*Description of the task:*
Where a line in the records below includes "FitKind", pull that line out.

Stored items
*** Begin section ***

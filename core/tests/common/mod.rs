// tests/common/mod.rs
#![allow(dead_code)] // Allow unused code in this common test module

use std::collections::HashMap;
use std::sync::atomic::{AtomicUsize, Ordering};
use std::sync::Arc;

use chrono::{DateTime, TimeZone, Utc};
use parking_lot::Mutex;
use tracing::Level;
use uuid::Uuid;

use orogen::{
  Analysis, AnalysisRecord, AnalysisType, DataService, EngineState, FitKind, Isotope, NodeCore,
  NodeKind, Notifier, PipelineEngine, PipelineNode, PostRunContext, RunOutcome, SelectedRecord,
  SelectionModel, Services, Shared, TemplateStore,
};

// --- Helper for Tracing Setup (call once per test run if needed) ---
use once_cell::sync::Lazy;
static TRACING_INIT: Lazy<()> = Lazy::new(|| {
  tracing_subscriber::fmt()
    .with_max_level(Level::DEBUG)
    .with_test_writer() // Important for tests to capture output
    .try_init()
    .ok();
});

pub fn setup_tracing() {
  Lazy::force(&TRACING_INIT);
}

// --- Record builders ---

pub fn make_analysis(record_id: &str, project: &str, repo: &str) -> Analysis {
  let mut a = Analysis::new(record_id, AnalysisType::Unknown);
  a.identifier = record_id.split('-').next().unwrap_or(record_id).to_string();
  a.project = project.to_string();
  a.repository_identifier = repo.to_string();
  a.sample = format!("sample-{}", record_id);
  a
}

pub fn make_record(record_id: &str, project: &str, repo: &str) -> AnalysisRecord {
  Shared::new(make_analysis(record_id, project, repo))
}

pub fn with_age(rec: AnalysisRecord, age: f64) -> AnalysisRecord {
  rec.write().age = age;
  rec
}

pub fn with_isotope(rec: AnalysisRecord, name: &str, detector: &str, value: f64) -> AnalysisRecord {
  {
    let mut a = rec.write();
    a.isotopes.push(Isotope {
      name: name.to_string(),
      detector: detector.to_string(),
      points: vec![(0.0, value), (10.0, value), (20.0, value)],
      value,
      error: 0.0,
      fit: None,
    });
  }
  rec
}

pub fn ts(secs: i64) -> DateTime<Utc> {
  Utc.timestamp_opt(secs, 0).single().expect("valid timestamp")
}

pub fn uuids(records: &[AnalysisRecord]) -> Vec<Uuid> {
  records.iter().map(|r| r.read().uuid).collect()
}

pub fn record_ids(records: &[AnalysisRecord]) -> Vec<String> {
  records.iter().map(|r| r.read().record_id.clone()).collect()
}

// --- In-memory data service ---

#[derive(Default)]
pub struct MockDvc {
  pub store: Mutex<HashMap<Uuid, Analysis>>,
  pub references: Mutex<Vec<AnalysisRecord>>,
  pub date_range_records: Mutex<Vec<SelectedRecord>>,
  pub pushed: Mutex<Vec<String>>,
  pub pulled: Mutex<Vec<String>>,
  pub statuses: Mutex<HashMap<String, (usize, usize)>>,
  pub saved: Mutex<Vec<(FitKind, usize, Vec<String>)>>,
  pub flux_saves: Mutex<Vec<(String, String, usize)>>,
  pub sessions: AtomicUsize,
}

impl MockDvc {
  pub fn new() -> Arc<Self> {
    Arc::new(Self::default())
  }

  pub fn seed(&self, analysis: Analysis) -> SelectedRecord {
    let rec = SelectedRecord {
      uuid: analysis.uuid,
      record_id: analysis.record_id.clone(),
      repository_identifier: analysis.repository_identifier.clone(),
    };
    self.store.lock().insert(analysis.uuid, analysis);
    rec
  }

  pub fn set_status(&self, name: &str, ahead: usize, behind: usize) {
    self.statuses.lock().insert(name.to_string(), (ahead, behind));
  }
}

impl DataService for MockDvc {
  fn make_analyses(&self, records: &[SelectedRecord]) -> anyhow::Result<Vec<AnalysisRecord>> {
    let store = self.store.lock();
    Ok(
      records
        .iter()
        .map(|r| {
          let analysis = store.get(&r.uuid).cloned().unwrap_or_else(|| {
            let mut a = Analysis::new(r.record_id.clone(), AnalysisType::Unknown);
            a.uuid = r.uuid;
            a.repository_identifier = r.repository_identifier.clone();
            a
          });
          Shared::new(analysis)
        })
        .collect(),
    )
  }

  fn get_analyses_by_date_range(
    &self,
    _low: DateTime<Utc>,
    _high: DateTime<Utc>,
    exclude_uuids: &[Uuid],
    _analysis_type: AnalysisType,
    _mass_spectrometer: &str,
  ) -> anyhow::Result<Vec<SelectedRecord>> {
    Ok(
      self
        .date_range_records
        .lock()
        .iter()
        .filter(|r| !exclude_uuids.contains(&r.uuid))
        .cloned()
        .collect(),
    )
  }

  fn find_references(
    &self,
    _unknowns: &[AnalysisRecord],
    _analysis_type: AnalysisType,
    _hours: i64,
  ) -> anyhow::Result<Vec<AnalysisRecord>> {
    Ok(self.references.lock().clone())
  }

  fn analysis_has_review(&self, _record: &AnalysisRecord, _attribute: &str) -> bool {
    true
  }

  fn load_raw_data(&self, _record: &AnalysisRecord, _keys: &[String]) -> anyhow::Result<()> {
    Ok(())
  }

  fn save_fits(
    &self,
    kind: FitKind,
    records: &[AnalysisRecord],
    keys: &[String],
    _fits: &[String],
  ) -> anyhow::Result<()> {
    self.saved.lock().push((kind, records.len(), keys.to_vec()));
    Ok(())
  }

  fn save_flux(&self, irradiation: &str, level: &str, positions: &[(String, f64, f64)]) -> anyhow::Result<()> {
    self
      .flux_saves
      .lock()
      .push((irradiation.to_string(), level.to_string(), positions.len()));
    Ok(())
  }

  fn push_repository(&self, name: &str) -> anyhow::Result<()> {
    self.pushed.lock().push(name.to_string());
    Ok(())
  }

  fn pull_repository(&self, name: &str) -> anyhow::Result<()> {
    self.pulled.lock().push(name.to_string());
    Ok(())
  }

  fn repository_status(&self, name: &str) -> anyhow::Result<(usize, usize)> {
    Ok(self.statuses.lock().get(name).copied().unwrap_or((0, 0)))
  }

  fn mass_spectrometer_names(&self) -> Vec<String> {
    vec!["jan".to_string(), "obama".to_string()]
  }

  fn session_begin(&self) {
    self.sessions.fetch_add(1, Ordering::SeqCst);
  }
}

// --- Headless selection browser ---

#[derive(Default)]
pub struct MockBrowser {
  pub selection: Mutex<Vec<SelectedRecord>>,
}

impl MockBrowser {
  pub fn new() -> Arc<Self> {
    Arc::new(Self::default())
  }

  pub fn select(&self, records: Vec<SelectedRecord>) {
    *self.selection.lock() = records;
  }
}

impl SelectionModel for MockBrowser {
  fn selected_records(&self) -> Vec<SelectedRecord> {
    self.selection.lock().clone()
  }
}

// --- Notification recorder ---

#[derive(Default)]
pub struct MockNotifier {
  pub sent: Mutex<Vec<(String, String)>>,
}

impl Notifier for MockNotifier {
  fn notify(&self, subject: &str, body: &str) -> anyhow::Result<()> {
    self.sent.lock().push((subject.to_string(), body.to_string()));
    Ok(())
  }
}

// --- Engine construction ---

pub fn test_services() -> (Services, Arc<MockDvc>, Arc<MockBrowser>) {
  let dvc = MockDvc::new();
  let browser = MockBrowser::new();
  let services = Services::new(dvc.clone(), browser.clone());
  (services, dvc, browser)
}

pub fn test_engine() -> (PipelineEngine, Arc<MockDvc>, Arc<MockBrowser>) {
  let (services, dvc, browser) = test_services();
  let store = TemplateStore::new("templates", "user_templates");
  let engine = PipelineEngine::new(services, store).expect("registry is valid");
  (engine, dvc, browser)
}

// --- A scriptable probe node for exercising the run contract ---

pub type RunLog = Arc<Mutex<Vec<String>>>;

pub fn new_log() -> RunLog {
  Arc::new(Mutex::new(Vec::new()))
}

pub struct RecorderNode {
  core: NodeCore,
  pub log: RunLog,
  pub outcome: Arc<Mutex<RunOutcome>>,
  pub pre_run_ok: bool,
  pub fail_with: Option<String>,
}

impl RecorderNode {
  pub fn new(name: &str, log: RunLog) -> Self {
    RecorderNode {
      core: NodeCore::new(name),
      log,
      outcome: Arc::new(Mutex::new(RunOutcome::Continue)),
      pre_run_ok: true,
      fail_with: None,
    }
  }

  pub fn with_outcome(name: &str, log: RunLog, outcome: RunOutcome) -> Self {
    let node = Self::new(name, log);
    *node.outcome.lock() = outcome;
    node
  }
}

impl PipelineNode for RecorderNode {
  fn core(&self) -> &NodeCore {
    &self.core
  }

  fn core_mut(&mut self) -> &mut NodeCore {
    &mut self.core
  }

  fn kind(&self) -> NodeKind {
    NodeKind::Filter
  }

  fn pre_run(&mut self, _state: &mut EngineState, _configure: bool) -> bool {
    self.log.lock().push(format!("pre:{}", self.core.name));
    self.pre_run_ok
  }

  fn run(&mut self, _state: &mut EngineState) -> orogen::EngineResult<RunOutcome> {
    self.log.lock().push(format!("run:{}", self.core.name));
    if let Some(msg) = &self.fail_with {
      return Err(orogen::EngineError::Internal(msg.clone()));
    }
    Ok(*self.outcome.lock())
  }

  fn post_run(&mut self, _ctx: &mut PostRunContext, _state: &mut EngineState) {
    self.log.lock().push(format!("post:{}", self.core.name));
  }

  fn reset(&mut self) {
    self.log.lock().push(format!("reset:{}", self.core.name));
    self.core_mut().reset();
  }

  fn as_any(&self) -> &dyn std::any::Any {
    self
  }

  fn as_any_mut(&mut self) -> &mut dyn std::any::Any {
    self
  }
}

*** End section ***

*Response area:*
  Analysis, AnalysisRecord, AnalysisType, DataService, EngineState, FitKind, Isotope, NodeCore,
  pub saved: Mutex<Vec<(FitKind, usize, Vec<String>)>>,
    kind: FitKind,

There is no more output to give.